> **Task goal**
Your answer should consist of each line below that includes the word "impl".

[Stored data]

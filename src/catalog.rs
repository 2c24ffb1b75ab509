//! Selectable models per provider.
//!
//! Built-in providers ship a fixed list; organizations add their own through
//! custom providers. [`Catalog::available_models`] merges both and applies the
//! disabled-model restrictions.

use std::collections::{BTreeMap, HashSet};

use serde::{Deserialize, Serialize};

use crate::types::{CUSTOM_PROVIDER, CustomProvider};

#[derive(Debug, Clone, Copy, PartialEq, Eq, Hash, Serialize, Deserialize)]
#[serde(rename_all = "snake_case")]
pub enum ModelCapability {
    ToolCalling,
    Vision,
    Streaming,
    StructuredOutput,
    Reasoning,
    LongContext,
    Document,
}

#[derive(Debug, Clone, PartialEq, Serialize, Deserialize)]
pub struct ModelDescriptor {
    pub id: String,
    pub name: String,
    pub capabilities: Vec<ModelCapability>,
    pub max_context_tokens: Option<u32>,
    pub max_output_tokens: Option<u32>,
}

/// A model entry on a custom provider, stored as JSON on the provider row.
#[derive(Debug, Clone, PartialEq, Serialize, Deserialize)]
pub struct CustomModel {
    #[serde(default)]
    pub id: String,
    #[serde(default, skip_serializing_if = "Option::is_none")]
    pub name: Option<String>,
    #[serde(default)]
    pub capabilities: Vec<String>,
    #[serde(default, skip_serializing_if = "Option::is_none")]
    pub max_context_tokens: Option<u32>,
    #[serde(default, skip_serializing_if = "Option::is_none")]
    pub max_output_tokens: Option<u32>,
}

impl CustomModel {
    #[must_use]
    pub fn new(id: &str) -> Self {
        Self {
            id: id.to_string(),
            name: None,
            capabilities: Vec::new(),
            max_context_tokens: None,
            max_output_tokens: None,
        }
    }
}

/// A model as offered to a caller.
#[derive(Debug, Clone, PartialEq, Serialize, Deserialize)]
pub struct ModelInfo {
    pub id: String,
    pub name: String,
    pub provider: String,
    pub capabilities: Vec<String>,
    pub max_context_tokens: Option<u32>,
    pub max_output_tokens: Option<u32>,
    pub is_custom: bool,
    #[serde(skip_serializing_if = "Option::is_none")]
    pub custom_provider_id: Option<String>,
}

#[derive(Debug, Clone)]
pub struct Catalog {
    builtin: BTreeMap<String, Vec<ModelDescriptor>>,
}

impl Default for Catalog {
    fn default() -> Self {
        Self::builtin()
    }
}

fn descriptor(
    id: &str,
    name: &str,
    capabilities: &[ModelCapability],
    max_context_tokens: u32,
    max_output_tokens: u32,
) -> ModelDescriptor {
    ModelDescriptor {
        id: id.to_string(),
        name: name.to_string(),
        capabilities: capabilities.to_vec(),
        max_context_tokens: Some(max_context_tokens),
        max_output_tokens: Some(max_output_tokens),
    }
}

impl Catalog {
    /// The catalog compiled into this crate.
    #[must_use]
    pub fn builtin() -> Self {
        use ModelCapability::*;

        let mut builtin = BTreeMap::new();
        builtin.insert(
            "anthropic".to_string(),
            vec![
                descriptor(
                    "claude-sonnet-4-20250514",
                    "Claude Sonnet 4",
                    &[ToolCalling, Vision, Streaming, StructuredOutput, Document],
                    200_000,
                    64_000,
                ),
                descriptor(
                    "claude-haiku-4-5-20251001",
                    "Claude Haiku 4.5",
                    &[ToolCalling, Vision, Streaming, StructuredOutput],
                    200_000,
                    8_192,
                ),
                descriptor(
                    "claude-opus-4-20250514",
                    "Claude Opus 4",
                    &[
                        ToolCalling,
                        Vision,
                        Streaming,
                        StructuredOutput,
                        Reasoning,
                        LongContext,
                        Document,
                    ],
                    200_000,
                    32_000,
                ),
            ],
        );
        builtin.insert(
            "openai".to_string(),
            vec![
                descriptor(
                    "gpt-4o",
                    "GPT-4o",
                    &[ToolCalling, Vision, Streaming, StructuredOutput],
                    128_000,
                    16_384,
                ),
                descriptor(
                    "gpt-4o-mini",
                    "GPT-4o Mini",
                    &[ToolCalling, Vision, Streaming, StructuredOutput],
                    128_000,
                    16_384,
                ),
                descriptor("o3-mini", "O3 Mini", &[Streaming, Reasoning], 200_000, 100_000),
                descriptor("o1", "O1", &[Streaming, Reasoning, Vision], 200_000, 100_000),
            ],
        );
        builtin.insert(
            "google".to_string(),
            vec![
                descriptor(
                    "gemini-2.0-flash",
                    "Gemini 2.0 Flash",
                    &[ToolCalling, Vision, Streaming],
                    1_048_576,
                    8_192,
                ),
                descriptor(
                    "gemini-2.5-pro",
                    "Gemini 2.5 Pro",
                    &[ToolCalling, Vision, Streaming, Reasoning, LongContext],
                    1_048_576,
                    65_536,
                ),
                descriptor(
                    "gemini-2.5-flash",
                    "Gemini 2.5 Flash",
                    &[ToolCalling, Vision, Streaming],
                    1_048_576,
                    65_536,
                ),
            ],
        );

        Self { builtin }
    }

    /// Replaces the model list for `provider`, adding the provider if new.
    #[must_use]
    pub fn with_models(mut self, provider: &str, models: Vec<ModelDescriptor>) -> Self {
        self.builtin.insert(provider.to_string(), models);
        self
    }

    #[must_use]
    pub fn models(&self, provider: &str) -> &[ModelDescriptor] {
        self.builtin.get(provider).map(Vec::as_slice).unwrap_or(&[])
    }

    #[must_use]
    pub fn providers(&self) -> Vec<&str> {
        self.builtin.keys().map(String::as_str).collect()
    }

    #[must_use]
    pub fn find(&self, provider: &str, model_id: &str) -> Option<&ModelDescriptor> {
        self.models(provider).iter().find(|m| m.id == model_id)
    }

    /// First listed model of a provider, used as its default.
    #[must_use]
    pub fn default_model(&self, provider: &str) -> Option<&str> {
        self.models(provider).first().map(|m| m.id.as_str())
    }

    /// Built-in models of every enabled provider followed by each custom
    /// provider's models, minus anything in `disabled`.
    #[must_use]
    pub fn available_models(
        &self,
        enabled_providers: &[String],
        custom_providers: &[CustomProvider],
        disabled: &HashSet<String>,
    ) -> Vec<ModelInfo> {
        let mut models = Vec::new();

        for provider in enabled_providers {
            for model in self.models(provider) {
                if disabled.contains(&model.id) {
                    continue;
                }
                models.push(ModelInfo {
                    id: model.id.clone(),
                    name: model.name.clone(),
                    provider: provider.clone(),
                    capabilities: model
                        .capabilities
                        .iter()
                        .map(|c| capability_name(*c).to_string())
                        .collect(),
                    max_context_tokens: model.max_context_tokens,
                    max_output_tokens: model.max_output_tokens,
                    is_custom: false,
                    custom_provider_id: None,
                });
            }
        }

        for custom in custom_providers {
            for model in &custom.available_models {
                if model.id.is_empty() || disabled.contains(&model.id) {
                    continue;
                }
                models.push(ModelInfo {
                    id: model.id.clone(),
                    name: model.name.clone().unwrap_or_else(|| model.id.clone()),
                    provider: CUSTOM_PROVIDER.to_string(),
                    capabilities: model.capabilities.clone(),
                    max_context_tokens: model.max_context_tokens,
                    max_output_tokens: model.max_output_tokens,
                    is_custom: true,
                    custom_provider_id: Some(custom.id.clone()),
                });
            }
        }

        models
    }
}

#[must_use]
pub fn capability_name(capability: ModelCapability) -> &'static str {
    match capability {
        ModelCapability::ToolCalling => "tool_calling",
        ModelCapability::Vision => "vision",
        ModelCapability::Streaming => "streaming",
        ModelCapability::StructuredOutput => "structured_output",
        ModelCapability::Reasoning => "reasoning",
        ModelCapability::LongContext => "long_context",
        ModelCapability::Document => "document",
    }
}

==

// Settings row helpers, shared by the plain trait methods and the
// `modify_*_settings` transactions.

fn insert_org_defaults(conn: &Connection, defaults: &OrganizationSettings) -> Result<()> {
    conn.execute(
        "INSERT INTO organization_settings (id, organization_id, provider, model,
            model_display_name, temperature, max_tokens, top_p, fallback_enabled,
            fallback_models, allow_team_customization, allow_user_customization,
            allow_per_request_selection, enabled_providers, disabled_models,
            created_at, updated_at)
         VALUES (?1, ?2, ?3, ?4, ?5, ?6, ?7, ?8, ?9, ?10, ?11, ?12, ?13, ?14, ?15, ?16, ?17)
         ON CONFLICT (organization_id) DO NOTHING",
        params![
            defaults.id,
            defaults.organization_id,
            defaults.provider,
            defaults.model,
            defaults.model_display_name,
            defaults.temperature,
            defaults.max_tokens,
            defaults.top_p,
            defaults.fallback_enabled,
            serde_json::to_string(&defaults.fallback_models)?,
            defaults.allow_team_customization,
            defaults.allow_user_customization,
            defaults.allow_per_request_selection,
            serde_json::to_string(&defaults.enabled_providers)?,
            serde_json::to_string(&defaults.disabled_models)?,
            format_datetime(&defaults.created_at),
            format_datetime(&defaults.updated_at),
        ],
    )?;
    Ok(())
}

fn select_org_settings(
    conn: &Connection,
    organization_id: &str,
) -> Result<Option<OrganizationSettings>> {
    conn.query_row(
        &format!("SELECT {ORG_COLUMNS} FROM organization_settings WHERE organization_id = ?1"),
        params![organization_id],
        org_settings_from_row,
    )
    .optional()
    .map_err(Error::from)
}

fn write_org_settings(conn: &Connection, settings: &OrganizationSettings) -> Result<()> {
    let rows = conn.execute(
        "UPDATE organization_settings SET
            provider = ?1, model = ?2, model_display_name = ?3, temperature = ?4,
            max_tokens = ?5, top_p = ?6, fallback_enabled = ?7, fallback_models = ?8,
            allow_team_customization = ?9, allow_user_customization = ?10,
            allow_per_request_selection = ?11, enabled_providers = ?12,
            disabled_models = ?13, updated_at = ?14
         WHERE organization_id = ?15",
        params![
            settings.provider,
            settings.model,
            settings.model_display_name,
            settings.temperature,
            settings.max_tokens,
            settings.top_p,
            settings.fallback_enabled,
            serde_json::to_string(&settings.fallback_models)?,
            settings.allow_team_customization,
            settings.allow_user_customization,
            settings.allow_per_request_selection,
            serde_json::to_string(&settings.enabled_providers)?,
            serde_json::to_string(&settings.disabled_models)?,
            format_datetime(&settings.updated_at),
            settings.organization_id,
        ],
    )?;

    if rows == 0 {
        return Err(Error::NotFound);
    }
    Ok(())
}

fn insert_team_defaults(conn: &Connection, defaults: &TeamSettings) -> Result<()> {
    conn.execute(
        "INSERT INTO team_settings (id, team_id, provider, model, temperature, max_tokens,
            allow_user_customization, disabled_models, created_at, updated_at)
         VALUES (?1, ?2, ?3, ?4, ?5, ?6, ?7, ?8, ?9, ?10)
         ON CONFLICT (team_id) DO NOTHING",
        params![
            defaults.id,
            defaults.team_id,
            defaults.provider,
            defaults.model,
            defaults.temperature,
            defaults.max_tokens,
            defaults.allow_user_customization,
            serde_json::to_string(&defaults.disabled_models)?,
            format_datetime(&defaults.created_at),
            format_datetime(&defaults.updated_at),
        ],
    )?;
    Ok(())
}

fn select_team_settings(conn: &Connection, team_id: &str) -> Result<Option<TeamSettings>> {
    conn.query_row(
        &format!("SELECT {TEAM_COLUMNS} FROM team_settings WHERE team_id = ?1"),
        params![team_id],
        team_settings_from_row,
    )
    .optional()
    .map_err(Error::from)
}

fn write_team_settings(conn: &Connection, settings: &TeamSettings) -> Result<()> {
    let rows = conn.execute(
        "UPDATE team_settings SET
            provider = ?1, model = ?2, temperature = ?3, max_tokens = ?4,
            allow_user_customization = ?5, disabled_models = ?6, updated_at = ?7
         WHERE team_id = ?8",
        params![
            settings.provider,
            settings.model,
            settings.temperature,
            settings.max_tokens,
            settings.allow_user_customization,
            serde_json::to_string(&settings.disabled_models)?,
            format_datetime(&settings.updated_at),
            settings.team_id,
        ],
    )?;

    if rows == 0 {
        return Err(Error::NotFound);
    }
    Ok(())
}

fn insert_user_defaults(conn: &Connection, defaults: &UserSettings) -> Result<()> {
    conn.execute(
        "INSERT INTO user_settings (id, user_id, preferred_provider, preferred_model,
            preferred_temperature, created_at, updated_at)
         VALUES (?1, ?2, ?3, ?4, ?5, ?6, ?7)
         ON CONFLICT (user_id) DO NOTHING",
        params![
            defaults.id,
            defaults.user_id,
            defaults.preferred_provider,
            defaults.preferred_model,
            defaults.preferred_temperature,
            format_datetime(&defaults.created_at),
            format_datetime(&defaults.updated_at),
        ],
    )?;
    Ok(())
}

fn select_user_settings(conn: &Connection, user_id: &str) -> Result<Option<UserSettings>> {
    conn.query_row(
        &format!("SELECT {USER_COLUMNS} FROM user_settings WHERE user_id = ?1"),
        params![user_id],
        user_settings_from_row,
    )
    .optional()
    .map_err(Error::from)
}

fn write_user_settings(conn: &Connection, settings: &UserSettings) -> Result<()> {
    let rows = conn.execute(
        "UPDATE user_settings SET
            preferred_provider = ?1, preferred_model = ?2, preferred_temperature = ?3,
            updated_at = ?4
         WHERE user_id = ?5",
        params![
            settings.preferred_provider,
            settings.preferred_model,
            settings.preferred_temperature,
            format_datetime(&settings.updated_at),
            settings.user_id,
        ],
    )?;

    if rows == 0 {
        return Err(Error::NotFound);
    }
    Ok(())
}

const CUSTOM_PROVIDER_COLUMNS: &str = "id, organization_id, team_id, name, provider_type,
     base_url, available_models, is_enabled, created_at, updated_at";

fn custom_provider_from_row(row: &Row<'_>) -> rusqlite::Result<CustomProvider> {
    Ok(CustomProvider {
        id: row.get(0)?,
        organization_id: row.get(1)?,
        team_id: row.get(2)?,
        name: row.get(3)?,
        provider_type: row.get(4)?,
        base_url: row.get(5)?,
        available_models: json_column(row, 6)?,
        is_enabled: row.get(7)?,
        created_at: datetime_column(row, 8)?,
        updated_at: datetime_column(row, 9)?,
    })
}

> **Exercise solution**
impl CustomModel {
impl Default for Catalog {
impl Catalog {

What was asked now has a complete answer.